Insulta igualmente a nuestro soberano, despreciando y atacando el gobierno que le representa, oprimiendo sus vasallos inocentes, perturbando el orden público, y violando el juramento de fidelidad al soberano y al gobierno, resultando perjuro igualmente que los referidos capitanes.  Sin embargo, confundiendo la religión con el crimen, y la obediencia con la rebelión, ha logrado seducir el candor de los pueblos, y ha dado bastante cuerpo a la anarquía que quiere establecer.

El mal haría rápidos progresos si la vigilancia y energía del gobierno y la lealtad ilustrada de los pueblos no los detuviesen. Yo, que a solicitud vuestra, y sin cooperación alguna de mi parte, me veo elevado a la alta dignidad de vuestro obispo, de vuestro pastor y padre, debo salir al encuentro a este enemigo, en defensa del rebaño que me es confiado, usando de la razón y la verdad contra el engaño; y del rayo terrible de la excomunión contra la pertinacia y protervia.
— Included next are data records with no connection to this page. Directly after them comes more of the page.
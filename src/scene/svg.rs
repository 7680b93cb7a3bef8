use std::fmt::Write as _;

use kurbo::{Affine, Rect, Size};

use crate::scene::model::{
    Gradient, GradientShape, GradientUnits, LineCap, Node, Paint, PatternTile, Scene, Shape,
    Stroke, ViewBox,
};
use crate::scene::motion::{Direction, Motion, MotionKind};

/// Serialize `scene` as a standalone SVG document sized to `viewport`.
///
/// Motions become CSS keyframe animations in an embedded `<style>`, one wrapping `<g>` per
/// motion. Definition ids are assigned in document order, so equal scenes serialize to equal
/// bytes.
pub fn to_svg(scene: &Scene, viewport: Size) -> String {
    to_svg_styled(scene, viewport, "")
}

/// [`to_svg`] with an inline `style` on the root element. An empty style is omitted.
pub fn to_svg_styled(scene: &Scene, viewport: Size, root_style: &str) -> String {
    let cover = match scene.view_box {
        ViewBox::Viewport => Rect::from_origin_size((0.0, 0.0), viewport),
        ViewBox::Fixed { width, height, .. } => Rect::new(0.0, 0.0, width, height),
    };
    let mut w = SvgWriter {
        defs: String::new(),
        style: String::new(),
        next_id: 0,
        cover,
    };

    let mut body = String::new();
    for node in &scene.nodes {
        w.node(&mut body, node);
    }

    let mut out = String::with_capacity(body.len() + w.defs.len() + w.style.len() + 256);
    let _ = write!(
        out,
        r#"<svg xmlns="http://www.w3.org/2000/svg" width="{vw}" height="{vh}" viewBox="0 0 {vw} {vh}" preserveAspectRatio="none""#,
        vw = num(viewport.width),
        vh = num(viewport.height),
    );
    if !root_style.is_empty() {
        let _ = write!(out, r#" style="{}""#, escape_attr(root_style));
    }
    out.push('>');
    if !w.defs.is_empty() {
        let _ = write!(out, "<defs>{}</defs>", w.defs);
    }
    if !w.style.is_empty() {
        let _ = write!(out, "<style>{}</style>", w.style);
    }
    let root = scene.view_box.to_viewport(viewport);
    if root == Affine::IDENTITY {
        out.push_str(&body);
    } else {
        let _ = write!(out, r#"<g transform="{}">{body}</g>"#, matrix(root));
    }
    out.push_str("</svg>");
    out
}

struct SvgWriter {
    defs: String,
    style: String,
    next_id: usize,
    cover: Rect,
}

impl SvgWriter {
    /// Bounds of `node` in its own user space, stroke included.
    fn local_bounds(&self, node: &Node) -> Rect {
        let fill = match &node.shape {
            Shape::Rect { rect, .. } => *rect,
            Shape::Circle { center, radius } => {
                Rect::from_center_size(*center, (2.0 * radius, 2.0 * radius))
            }
            Shape::Ellipse { center, radii } => {
                Rect::from_center_size(*center, (2.0 * radii.x, 2.0 * radii.y))
            }
            Shape::Line { from, to } => Rect::from_points(*from, *to),
            Shape::Path(path) => kurbo::Shape::bounding_box(path),
            Shape::Group(children) => children
                .iter()
                .map(|child| child.transform.transform_rect_bbox(self.local_bounds(child)))
                .reduce(|a, b| a.union(b))
                .unwrap_or(Rect::ZERO),
            Shape::Cover | Shape::Noise { .. } => self.cover,
        };
        let half = node.stroke.as_ref().map_or(0.0, |s| s.width / 2.0);
        fill.inflate(half, half)
    }

    fn id(&mut self, prefix: &str) -> String {
        let id = format!("bd-{prefix}{}", self.next_id);
        self.next_id += 1;
        id
    }

    fn node(&mut self, out: &mut String, node: &Node) {
        for motion in &node.motions {
            let class = self.motion_class(motion);
            let _ = write!(out, r#"<g class="{class}">"#);
        }

        let mut attrs = String::new();
        if node.transform != Affine::IDENTITY {
            let _ = write!(attrs, r#" transform="{}""#, matrix(node.transform));
        }
        if node.opacity < 1.0 {
            let _ = write!(attrs, r#" opacity="{}""#, num(node.opacity));
        }
        if let Some(std_dev) = node.blur
            && !matches!(node.shape, Shape::Noise { .. })
        {
            let id = self.id("f");
            // The region must hold the whole 3-sigma falloff, whatever the shape's size.
            let region = self.local_bounds(node).inflate(3.0 * std_dev, 3.0 * std_dev);
            let _ = write!(
                self.defs,
                r#"<filter id="{id}" filterUnits="userSpaceOnUse" x="{}" y="{}" width="{}" height="{}"><feGaussianBlur stdDeviation="{}"/></filter>"#,
                num(region.x0),
                num(region.y0),
                num(region.width()),
                num(region.height()),
                num(std_dev)
            );
            let _ = write!(attrs, r#" filter="url(#{id})""#);
        }
        match &node.fill {
            Some(paint) => {
                let (value, alpha) = self.paint(paint);
                let _ = write!(attrs, r#" fill="{value}""#);
                if let Some(a) = alpha {
                    let _ = write!(attrs, r#" fill-opacity="{}""#, num(a));
                }
            }
            None if !matches!(node.shape, Shape::Group(_)) => attrs.push_str(r#" fill="none""#),
            None => {}
        }
        if let Some(stroke) = &node.stroke {
            self.stroke_attrs(&mut attrs, stroke);
        }

        match &node.shape {
            Shape::Rect { rect, radius } => {
                let _ = write!(
                    out,
                    r#"<rect x="{}" y="{}" width="{}" height="{}""#,
                    num(rect.x0),
                    num(rect.y0),
                    num(rect.width()),
                    num(rect.height())
                );
                if *radius > 0.0 {
                    let _ = write!(out, r#" rx="{r}" ry="{r}""#, r = num(*radius));
                }
                let _ = write!(out, "{attrs}/>");
            }
            Shape::Circle { center, radius } => {
                let _ = write!(
                    out,
                    r#"<circle cx="{}" cy="{}" r="{}"{attrs}/>"#,
                    num(center.x),
                    num(center.y),
                    num(*radius)
                );
            }
            Shape::Ellipse { center, radii } => {
                let _ = write!(
                    out,
                    r#"<ellipse cx="{}" cy="{}" rx="{}" ry="{}"{attrs}/>"#,
                    num(center.x),
                    num(center.y),
                    num(radii.x),
                    num(radii.y)
                );
            }
            Shape::Line { from, to } => {
                let _ = write!(
                    out,
                    r#"<line x1="{}" y1="{}" x2="{}" y2="{}"{attrs}/>"#,
                    num(from.x),
                    num(from.y),
                    num(to.x),
                    num(to.y)
                );
            }
            Shape::Path(path) => {
                let _ = write!(out, r#"<path d="{}"{attrs}/>"#, path.to_svg());
            }
            Shape::Group(children) => {
                let _ = write!(out, "<g{attrs}>");
                for child in children {
                    self.node(out, child);
                }
                out.push_str("</g>");
            }
            Shape::Cover => {
                let c = self.cover;
                let _ = write!(
                    out,
                    r#"<rect x="{}" y="{}" width="{}" height="{}"{attrs}/>"#,
                    num(c.x0),
                    num(c.y0),
                    num(c.width()),
                    num(c.height())
                );
            }
            Shape::Noise {
                base_frequency,
                octaves,
            } => {
                let id = self.id("n");
                let _ = write!(
                    self.defs,
                    r#"<filter id="{id}" x="0" y="0" width="100%" height="100%"><feTurbulence type="fractalNoise" baseFrequency="{}" numOctaves="{octaves}" stitchTiles="stitch"/></filter>"#,
                    num(*base_frequency)
                );
                let c = self.cover;
                let _ = write!(
                    out,
                    r#"<rect x="{}" y="{}" width="{}" height="{}" filter="url(#{id})"{attrs}/>"#,
                    num(c.x0),
                    num(c.y0),
                    num(c.width()),
                    num(c.height())
                );
            }
        }

        for _ in &node.motions {
            out.push_str("</g>");
        }
    }

    fn stroke_attrs(&mut self, attrs: &mut String, stroke: &Stroke) {
        let (value, alpha) = self.paint(&stroke.paint);
        let _ = write!(
            attrs,
            r#" stroke="{value}" stroke-width="{}""#,
            num(stroke.width)
        );
        if let Some(a) = alpha {
            let _ = write!(attrs, r#" stroke-opacity="{}""#, num(a));
        }
        if stroke.cap == LineCap::Round {
            attrs.push_str(r#" stroke-linecap="round""#);
        }
        if let Some(dash) = &stroke.dash {
            let list: Vec<String> = dash.iter().map(|d| num(*d)).collect();
            let _ = write!(attrs, r#" stroke-dasharray="{}""#, list.join(" "));
        }
        if stroke.dash_offset != 0.0 {
            let _ = write!(attrs, r#" stroke-dashoffset="{}""#, num(stroke.dash_offset));
        }
    }

    /// Attribute value for `paint`, plus a separate opacity for translucent solid colors.
    fn paint(&mut self, paint: &Paint) -> (String, Option<f64>) {
        match paint {
            Paint::Solid(c) => {
                let alpha = (c.a < 1.0).then_some(c.a.clamp(0.0, 1.0));
                (c.to_hex_rgb(), alpha)
            }
            Paint::Gradient(g) => (format!("url(#{})", self.gradient(g)), None),
            Paint::Pattern(p) => (format!("url(#{})", self.pattern(p)), None),
        }
    }

    fn gradient(&mut self, g: &Gradient) -> String {
        let id = self.id("g");
        let units = match g.units {
            GradientUnits::BoundingBox => "objectBoundingBox",
            GradientUnits::UserSpace => "userSpaceOnUse",
        };
        let mut def = String::new();
        let close = match g.shape {
            GradientShape::Linear { start, end } => {
                let _ = write!(
                    def,
                    r#"<linearGradient id="{id}" gradientUnits="{units}" x1="{}" y1="{}" x2="{}" y2="{}">"#,
                    num(start.x),
                    num(start.y),
                    num(end.x),
                    num(end.y)
                );
                "</linearGradient>"
            }
            GradientShape::Radial { center, radius } => {
                let _ = write!(
                    def,
                    r#"<radialGradient id="{id}" gradientUnits="{units}" cx="{}" cy="{}" r="{}">"#,
                    num(center.x),
                    num(center.y),
                    num(radius)
                );
                "</radialGradient>"
            }
        };
        for stop in &g.stops {
            let _ = write!(
                def,
                r#"<stop offset="{}" stop-color="{}" stop-opacity="{}"/>"#,
                num(stop.offset),
                stop.color.to_hex_rgb(),
                num(stop.opacity * stop.color.a.clamp(0.0, 1.0))
            );
        }
        def.push_str(close);
        self.defs.push_str(&def);
        id
    }

    fn pattern(&mut self, p: &PatternTile) -> String {
        let id = self.id("p");
        let mut body = String::new();
        for child in &p.children {
            self.node(&mut body, child);
        }
        let _ = write!(
            self.defs,
            r#"<pattern id="{id}" patternUnits="userSpaceOnUse" width="{}" height="{}">{body}</pattern>"#,
            num(p.size.width),
            num(p.size.height)
        );
        id
    }

    fn motion_class(&mut self, m: &Motion) -> String {
        let class = self.id("m");
        let (from, to) = match m.kind {
            MotionKind::Translate { from, to } => (
                format!("transform: translate({}px, {}px)", num(from.x), num(from.y)),
                format!("transform: translate({}px, {}px)", num(to.x), num(to.y)),
            ),
            MotionKind::Scale { from, to } => (
                format!("transform: scale({})", num(from)),
                format!("transform: scale({})", num(to)),
            ),
            MotionKind::Rotate { from_deg, to_deg } => (
                format!("transform: rotate({}deg)", num(from_deg)),
                format!("transform: rotate({}deg)", num(to_deg)),
            ),
            MotionKind::Fade { from, to } => (
                format!("opacity: {}", num(from)),
                format!("opacity: {}", num(to)),
            ),
            MotionKind::DashOffset { from, to } => (
                format!("stroke-dashoffset: {}", num(from)),
                format!("stroke-dashoffset: {}", num(to)),
            ),
        };
        let direction = match m.direction {
            Direction::Normal => "normal",
            Direction::Alternate => "alternate",
        };
        let _ = write!(
            self.style,
            "@keyframes {class}-k {{ from {{ {from}; }} to {{ {to}; }} }} \
             .{class} {{ transform-box: view-box; transform-origin: {}px {}px; \
             animation: {class}-k {}s {} {}s infinite {direction} backwards; }} ",
            num(m.origin.x),
            num(m.origin.y),
            num(m.duration_s),
            m.ease.css(),
            num(m.delay_s),
        );
        class
    }
}

fn matrix(a: Affine) -> String {
    let c = a.as_coeffs();
    format!(
        "matrix({} {} {} {} {} {})",
        num(c[0]),
        num(c[1]),
        num(c[2]),
        num(c[3]),
        num(c[4]),
        num(c[5])
    )
}

fn escape_attr(s: &str) -> String {
    s.replace('&', "&amp;").replace('"', "&quot;").replace('<', "&lt;")
}

/// Compact decimal with at most three fractional digits.
fn num(v: f64) -> String {
    if !v.is_finite() {
        return "0".to_owned();
    }
    let r = (v * 1000.0).round() / 1000.0;
    if r == r.trunc() {
        format!("{}", r as i64)
    } else {
        format!("{r}")
    }
}

#[cfg(test)]
#[path = "../../tests/unit/scene/svg.rs"]
mod tests;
Si, mis caros y muy amados fieles; yo tengo derechos incontestables a vuestro respeto, a vuestra sumisión y obediencia en la materia. Soy europeo de origen; pero soy americano de adopción por voluntad, y por domicilio de más de treinta y un años.

No hay entre vosotros uno solo que tome más interés en vuestra verdadera felicidad. Quizá no habrá otro que se afecte tan dolorosa y profundamente como yo en vuestras desgracias, porque acaso no ha habido otro que se haya ocupado y ocupe tanto de ellas. Ninguno ha trabajado tanto como yo en promover el bien público, en mantener la paz y concordia entre todos los habitantes de la América y en prevenir la anarquía que tanto he temido desde mi regreso de la Europa. Es notorio mi carácter y mi celo. Así, pues, me debéis creer.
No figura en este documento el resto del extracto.